Atlas
Nowhere | Fénix
24-08-2024, 10:49 PM
Lo último que pude recordar de la ciénaga fue un colosal trozo de piedra que se dirigía directamente hacia mí. Cuando desperté todo fue diferente a la ocasión anterior. Y es que aquella vez no sólo recordaba lo que había sucedido en la ciénaga, sino que en mi mente estaban grabados con total nitidez los recuerdos relacionados con la tundra helada. Podía recordar a la perfección a Sidd y cómo ambos nos congelábamos poco a poco, así como el cauce del río helado que terminó por engullirme. Recordaba también al enigmático y filosófico tipo de los acertijos con el que me había topado en la ciénaga, así como los hongos que te permitían llegar hasta las nubes de un salto. Y sí, era consciente de la mano de Norfeo en todo aquello. Norfeo, el Magno, quien parecía ser ese niño caprichoso que había decidido hacer de nosotros sus juguetes aquel día.
Preguntarme acerca de la naturaleza de todo aquello no tenía demasiado sentido en ese momento, pues había quedado claro que escapaba por completo a la comprensión de cualquier mortal. Tenía mucho más sentido preguntarme qué debía hacer para que, en un mundo tan real como onírico, todo saliese bien para mí. Tal vez decirlo fuera fácil, pero vista la facilidad con la que ese ente podía destrozar por completo cuanto estaba a mi alrededor, así como a mí mismo, me daba con un canto en los dientes con no salir de allí arrastrando ningún trauma.
—¿Y qué esperas de mí ahora, Norfeo, si puede saberse? —musité en voz baja al tiempo que daba un par de pasos hacia delante. En aquella ocasión el entorno designado para renacer o reaparecer era una gran montaña repleta de riscos, peligrosas cornisas y caídas eternas con afiladas rocas habitando los desfiladeros. El viento soplaba con furia, arrastrando voces de lamento y amenaza a partes iguales. Éstas gritaban en mi oído, aconsejándome sin quererlo que me marchase de allí. Pero claro, eso no dependía de mí.

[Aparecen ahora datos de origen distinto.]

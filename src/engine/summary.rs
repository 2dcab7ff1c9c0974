//! Aggregate totals per VAT rate

use bigdecimal::{BigDecimal, RoundingMode};
use serde::{Deserialize, Serialize};
use std::collections::BTreeMap;

use crate::types::{ReconciledRecord, AMOUNT_SCALE};

/// One summary row: sums for every reconciled record sharing a VAT rate.
#[derive(Debug, Clone, PartialEq, Serialize, Deserialize)]
pub struct VatSummaryRow {
    /// Grouping key. `None` collects records without a usable rate; they are
    /// kept visible rather than dropped from the summary.
    pub vat_rate_pct: Option<BigDecimal>,
    /// Sum of paid totals, two decimal places.
    pub total_paid: BigDecimal,
    /// Sum of settled amounts, two decimal places.
    pub settled_amount: BigDecimal,
    /// Sum of signed differences, two decimal places.
    pub amount_difference: BigDecimal,
}

/// Aggregate table keyed by VAT rate.
///
/// Rows are ordered by ascending rate with the missing-rate group first.
/// Invalid amounts contribute nothing to the sums.
#[derive(Debug, Clone, PartialEq, Serialize, Deserialize)]
pub struct VatSummary {
    pub rows: Vec<VatSummaryRow>,
}

#[derive(Default)]
struct RateTotals {
    total_paid: BigDecimal,
    settled_amount: BigDecimal,
    amount_difference: BigDecimal,
}

impl VatSummary {
    /// Summarize any group of reconciled records. The shell calls this per
    /// period bucket; the engine precomputes it for the all-matched group.
    pub fn for_records(records: &[ReconciledRecord]) -> Self {
        // BigDecimal's numeric Ord collapses 25 and 25.00 into one group.
        let mut groups: BTreeMap<Option<BigDecimal>, RateTotals> = BTreeMap::new();

        for record in records {
            let totals = groups.entry(record.vat_rate_pct.clone()).or_default();
            if let Some(paid) = record.total_paid.as_value() {
                totals.total_paid += paid;
            }
            if let Some(settled) = record.settled_amount.as_value() {
                totals.settled_amount += settled;
            }
            if let Some(difference) = record.amount_difference.as_value() {
                totals.amount_difference += difference;
            }
        }

        let rows = groups
            .into_iter()
            .map(|(vat_rate_pct, totals)| VatSummaryRow {
                vat_rate_pct,
                total_paid: totals
                    .total_paid
                    .with_scale_round(AMOUNT_SCALE, RoundingMode::HalfEven),
                settled_amount: totals
                    .settled_amount
                    .with_scale_round(AMOUNT_SCALE, RoundingMode::HalfEven),
                amount_difference: totals
                    .amount_difference
                    .with_scale_round(AMOUNT_SCALE, RoundingMode::HalfEven),
            })
            .collect();

        Self { rows }
    }

    /// Sum of signed differences across all rows.
    pub fn total_difference(&self) -> BigDecimal {
        self.rows.iter().map(|row| &row.amount_difference).sum()
    }
}

#[cfg(test)]
mod tests {
    use super::*;
    use crate::types::Amount;
    use std::str::FromStr;

    fn record(rate: Option<&str>, paid: &str, settled: &str, diff: &str) -> ReconciledRecord {
        ReconciledRecord {
            order_id: "1001".to_string(),
            amount_excl_vat: Amount::Invalid,
            vat_amount: Amount::Invalid,
            unit_price_excl_vat: Amount::Invalid,
            vat_rate_pct: rate.map(|r| BigDecimal::from_str(r).unwrap()),
            order_time: None,
            total_paid: Amount::parse(paid),
            settled_amount: Amount::parse(settled),
            settlement_status: String::new(),
            settlement_date: None,
            transaction_end_date: None,
            payment_transaction_ref: String::new(),
            amount_difference: Amount::parse(diff),
            is_mismatch: false,
        }
    }

    #[test]
    fn test_groups_by_rate_with_missing_rates_kept() {
        let records = vec![
            record(Some("25"), "100.00", "100.00", "0.00"),
            record(Some("25.00"), "50.00", "45.00", "5.00"),
            record(Some("12"), "30.00", "30.00", "0.00"),
            record(None, "10.00", "10.00", "0.00"),
        ];

        let summary = VatSummary::for_records(&records);
        assert_eq!(summary.rows.len(), 3);

        // Missing-rate group first, then ascending rate.
        assert_eq!(summary.rows[0].vat_rate_pct, None);
        assert_eq!(summary.rows[1].vat_rate_pct, Some(BigDecimal::from(12)));
        assert_eq!(summary.rows[2].vat_rate_pct, Some(BigDecimal::from(25)));

        // 25 and 25.00 collapsed into one group.
        assert_eq!(
            summary.rows[2].total_paid,
            BigDecimal::from_str("150.00").unwrap()
        );
        assert_eq!(
            summary.rows[2].amount_difference,
            BigDecimal::from_str("5.00").unwrap()
        );
    }

    #[test]
    fn test_invalid_amounts_do_not_poison_sums() {
        let records = vec![
            record(Some("25"), "100.00", "100.00", "0.00"),
            record(Some("25"), "junk", "100.00", "junk"),
        ];
        let summary = VatSummary::for_records(&records);
        assert_eq!(
            summary.rows[0].total_paid,
            BigDecimal::from_str("100.00").unwrap()
        );
        assert_eq!(
            summary.rows[0].settled_amount,
            BigDecimal::from_str("200.00").unwrap()
        );
    }

    #[test]
    fn test_empty_input_yields_empty_summary() {
        let summary = VatSummary::for_records(&[]);
        assert!(summary.rows.is_empty());
        assert_eq!(summary.total_difference(), BigDecimal::from(0));
    }
}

No tardé en reparar en que había algunas cosas diferentes. En lugar de mi naginata portaba una totalmente diferente, algo más fina pero más larga. Sólo con mirarla se podía apreciar a la perfección que la calidad de la misma no tenía nada que ver con la mía propia. La hoja relucía por encima de mi cabeza y el resto de ella se adaptaba a la perfección a mi mano. El contrapeso era perfecto y, a pesar de parecer un poco más pesada, resultaba mucho más fácil de manejar y rápida en sus movimientos. Al igual que había sucedido en la tundra y en la ciénaga, di por hecho que en las inmediaciones habría más participantes de aquel caprichoso sueño. Si quería encontrármelos o no era algo que no tenía del todo claro por el momento. Todo dependía de a cuál de mis anteriores encuentros se asemejasen más.
Fuera como fuese, con el viento golpeando con semejante intensidad mi cuerpo —tanta que llegaba a resultar doloroso—, no tenía demasiado sentido que permaneciese allí, mirando a la nada desde un punto elevado que no me aportaba nada a mí, como yo tampoco lo hacía a él.